*Task objective*: Would you please transcribe, exactly as written, the lines of the entries below starting at the one that holds "scheduler for epoch-scoped requests." and ending at the one that holds "#[derive(Debug, Clone, Copy, PartialEq, Eq)]", both included?
++++ Dataset extract ++++
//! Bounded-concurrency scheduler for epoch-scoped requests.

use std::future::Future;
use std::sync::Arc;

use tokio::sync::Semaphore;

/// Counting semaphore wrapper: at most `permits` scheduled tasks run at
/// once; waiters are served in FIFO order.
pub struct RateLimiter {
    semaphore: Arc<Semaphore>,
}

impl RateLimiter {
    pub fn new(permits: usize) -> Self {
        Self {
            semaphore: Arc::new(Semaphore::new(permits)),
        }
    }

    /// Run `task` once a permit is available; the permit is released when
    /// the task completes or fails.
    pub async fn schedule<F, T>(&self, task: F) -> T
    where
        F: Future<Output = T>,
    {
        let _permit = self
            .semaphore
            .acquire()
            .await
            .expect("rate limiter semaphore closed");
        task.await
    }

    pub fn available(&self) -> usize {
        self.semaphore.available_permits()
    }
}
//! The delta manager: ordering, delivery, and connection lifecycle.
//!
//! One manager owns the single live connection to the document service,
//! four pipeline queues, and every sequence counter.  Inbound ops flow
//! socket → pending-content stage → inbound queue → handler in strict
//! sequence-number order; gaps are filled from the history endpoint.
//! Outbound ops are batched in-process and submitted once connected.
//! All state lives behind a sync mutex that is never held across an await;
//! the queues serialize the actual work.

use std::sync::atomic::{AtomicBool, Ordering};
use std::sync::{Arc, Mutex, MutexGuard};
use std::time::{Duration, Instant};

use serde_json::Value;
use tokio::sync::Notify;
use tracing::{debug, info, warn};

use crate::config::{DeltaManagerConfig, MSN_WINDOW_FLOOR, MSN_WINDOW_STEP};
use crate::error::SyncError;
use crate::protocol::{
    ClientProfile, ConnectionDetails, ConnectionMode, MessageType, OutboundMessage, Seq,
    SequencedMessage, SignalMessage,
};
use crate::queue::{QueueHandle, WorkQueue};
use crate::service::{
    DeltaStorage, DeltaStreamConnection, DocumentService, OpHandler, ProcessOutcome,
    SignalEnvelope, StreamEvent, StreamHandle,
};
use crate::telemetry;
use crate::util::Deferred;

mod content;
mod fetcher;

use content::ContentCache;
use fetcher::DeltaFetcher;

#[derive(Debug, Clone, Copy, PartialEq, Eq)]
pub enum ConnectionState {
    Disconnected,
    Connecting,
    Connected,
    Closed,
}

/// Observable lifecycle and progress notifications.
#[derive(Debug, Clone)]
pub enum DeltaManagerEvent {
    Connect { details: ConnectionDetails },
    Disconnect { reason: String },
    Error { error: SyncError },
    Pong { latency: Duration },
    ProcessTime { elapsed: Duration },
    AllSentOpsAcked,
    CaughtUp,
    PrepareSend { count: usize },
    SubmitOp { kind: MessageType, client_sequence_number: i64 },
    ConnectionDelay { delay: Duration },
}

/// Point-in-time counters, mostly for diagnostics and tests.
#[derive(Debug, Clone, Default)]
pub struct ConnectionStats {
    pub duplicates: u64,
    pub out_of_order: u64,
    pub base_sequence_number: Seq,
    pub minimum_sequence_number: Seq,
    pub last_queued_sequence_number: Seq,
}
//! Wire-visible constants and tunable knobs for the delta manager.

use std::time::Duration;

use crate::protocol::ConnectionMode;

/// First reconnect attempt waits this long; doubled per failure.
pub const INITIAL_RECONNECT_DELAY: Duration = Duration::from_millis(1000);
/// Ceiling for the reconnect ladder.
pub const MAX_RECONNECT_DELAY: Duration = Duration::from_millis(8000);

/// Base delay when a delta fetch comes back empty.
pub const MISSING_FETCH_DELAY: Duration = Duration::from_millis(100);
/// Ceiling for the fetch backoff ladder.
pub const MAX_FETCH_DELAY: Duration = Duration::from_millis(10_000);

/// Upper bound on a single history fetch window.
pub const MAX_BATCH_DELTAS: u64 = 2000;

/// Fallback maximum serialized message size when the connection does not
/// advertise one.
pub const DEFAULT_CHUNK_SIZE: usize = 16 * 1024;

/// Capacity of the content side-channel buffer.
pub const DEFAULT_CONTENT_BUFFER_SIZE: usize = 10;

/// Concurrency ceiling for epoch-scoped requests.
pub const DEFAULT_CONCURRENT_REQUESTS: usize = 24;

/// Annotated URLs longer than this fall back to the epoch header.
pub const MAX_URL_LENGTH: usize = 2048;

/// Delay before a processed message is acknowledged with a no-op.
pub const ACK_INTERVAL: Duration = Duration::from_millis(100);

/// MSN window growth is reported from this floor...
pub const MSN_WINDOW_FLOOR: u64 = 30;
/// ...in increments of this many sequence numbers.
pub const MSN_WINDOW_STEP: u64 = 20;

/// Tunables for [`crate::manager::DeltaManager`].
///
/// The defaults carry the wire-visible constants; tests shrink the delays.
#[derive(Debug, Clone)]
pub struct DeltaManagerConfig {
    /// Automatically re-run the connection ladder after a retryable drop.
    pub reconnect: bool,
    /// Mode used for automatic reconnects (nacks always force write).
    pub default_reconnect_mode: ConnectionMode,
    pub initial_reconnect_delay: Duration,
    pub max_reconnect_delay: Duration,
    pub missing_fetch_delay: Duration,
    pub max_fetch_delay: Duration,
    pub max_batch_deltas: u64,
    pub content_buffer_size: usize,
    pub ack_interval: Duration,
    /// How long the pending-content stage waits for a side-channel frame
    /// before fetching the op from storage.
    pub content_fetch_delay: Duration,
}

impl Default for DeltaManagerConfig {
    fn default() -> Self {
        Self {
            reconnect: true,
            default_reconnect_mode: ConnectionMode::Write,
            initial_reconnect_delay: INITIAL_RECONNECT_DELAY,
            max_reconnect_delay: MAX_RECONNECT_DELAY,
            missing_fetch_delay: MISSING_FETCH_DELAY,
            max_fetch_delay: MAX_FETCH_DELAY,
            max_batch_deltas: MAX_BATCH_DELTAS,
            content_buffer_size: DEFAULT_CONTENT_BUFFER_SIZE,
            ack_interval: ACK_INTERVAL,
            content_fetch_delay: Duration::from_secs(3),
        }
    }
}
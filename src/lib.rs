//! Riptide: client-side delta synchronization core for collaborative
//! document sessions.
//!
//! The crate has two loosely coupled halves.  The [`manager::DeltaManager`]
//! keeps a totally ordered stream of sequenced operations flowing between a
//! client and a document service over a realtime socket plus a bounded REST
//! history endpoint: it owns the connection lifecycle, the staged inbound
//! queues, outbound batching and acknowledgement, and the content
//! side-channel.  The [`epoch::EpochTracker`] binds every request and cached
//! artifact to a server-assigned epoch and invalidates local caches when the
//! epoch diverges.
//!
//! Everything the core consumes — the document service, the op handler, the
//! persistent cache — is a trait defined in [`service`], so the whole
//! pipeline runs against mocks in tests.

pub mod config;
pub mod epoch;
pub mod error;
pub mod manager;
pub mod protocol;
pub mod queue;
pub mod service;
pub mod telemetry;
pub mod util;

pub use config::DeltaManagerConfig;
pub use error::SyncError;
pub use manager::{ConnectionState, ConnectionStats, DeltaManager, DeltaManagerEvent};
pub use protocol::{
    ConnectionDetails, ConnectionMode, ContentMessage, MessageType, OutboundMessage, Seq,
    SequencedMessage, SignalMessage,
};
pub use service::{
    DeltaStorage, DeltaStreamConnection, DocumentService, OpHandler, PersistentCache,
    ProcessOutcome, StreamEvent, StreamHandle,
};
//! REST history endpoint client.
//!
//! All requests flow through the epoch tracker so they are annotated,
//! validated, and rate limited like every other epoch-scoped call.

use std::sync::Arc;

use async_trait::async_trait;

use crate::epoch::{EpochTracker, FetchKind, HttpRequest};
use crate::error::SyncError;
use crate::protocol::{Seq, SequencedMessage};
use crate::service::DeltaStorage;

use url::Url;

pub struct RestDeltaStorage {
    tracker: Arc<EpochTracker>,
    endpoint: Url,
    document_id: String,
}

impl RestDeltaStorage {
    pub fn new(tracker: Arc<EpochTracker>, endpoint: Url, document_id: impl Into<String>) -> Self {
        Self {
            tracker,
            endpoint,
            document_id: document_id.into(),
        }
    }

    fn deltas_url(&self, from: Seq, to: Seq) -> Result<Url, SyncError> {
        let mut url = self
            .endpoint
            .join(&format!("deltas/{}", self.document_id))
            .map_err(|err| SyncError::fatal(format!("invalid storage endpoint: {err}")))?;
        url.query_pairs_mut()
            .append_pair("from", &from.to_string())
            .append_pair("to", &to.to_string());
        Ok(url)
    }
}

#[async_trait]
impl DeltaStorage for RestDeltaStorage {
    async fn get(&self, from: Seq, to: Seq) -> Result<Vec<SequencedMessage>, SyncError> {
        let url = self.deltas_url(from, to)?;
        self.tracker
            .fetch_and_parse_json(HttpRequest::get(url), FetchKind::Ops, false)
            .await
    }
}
++++
++++ Dataset extract ++++
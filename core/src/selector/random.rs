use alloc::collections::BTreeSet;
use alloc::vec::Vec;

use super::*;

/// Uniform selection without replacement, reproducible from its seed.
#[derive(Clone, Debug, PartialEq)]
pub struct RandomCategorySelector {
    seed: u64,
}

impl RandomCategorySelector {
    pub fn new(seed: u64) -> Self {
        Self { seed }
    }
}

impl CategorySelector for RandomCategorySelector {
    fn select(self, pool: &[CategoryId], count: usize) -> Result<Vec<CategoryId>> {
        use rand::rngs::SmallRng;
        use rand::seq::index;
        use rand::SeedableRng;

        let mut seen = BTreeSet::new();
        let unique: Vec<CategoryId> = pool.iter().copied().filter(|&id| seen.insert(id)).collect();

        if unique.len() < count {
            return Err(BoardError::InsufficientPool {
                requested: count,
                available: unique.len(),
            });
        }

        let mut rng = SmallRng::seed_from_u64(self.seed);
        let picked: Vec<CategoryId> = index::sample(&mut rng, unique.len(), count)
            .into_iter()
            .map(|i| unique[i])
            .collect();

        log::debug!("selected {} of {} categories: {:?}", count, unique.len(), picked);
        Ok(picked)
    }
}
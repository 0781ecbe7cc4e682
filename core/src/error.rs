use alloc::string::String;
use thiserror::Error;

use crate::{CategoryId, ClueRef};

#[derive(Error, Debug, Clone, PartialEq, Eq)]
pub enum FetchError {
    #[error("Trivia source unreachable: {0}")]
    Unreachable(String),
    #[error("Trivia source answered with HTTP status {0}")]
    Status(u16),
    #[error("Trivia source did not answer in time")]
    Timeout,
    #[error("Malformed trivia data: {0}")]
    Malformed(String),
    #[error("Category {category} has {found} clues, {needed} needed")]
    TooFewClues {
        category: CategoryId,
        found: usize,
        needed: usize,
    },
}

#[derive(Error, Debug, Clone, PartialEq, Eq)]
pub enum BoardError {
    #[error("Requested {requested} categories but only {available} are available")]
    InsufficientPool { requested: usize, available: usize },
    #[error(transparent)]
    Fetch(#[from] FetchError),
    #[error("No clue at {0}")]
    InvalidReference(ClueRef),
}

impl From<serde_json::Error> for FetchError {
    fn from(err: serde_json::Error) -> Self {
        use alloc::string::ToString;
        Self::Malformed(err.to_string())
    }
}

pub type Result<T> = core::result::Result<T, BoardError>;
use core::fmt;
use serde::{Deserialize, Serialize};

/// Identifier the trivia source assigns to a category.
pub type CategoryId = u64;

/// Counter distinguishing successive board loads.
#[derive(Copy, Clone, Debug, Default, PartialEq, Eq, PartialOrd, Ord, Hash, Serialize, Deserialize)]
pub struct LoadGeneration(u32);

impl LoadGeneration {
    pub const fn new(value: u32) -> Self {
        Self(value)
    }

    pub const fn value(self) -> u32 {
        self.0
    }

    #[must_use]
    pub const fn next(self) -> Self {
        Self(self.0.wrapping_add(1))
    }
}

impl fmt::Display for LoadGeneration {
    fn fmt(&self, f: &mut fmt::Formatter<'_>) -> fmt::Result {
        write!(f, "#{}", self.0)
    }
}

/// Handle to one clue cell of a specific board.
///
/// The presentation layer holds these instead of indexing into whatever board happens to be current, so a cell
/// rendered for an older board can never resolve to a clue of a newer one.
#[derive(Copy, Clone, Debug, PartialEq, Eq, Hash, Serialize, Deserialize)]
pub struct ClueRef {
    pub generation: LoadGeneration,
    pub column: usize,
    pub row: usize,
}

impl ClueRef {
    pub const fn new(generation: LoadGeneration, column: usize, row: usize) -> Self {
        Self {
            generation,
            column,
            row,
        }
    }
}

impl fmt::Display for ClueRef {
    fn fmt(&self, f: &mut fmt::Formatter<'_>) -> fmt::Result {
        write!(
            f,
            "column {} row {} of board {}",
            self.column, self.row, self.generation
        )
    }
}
++++
*Answer for this exercise*:
//! Bounded-concurrency scheduler for epoch-scoped requests.

use std::future::Future;
use std::sync::Arc;

use tokio::sync::Semaphore;

/// Counting semaphore wrapper: at most `permits` scheduled tasks run at
/// once; waiters are served in FIFO order.
pub struct RateLimiter {
    semaphore: Arc<Semaphore>,
}

impl RateLimiter {
    pub fn new(permits: usize) -> Self {
        Self {
            semaphore: Arc::new(Semaphore::new(permits)),
        }
    }

    /// Run `task` once a permit is available; the permit is released when
    /// the task completes or fails.
    pub async fn schedule<F, T>(&self, task: F) -> T
    where
        F: Future<Output = T>,
    {
        let _permit = self
            .semaphore
            .acquire()
            .await
            .expect("rate limiter semaphore closed");
        task.await
    }

    pub fn available(&self) -> usize {
        self.semaphore.available_permits()
    }
}
//! The delta manager: ordering, delivery, and connection lifecycle.
//!
//! One manager owns the single live connection to the document service,
//! four pipeline queues, and every sequence counter.  Inbound ops flow
//! socket → pending-content stage → inbound queue → handler in strict
//! sequence-number order; gaps are filled from the history endpoint.
//! Outbound ops are batched in-process and submitted once connected.
//! All state lives behind a sync mutex that is never held across an await;
//! the queues serialize the actual work.

use std::sync::atomic::{AtomicBool, Ordering};
use std::sync::{Arc, Mutex, MutexGuard};
use std::time::{Duration, Instant};

use serde_json::Value;
use tokio::sync::Notify;
use tracing::{debug, info, warn};

use crate::config::{DeltaManagerConfig, MSN_WINDOW_FLOOR, MSN_WINDOW_STEP};
use crate::error::SyncError;
use crate::protocol::{
    ClientProfile, ConnectionDetails, ConnectionMode, MessageType, OutboundMessage, Seq,
    SequencedMessage, SignalMessage,
};
use crate::queue::{QueueHandle, WorkQueue};
use crate::service::{
    DeltaStorage, DeltaStreamConnection, DocumentService, OpHandler, ProcessOutcome,
    SignalEnvelope, StreamEvent, StreamHandle,
};
use crate::telemetry;
use crate::util::Deferred;

mod content;
mod fetcher;

use content::ContentCache;
use fetcher::DeltaFetcher;

#[derive(Debug, Clone, Copy, PartialEq, Eq)]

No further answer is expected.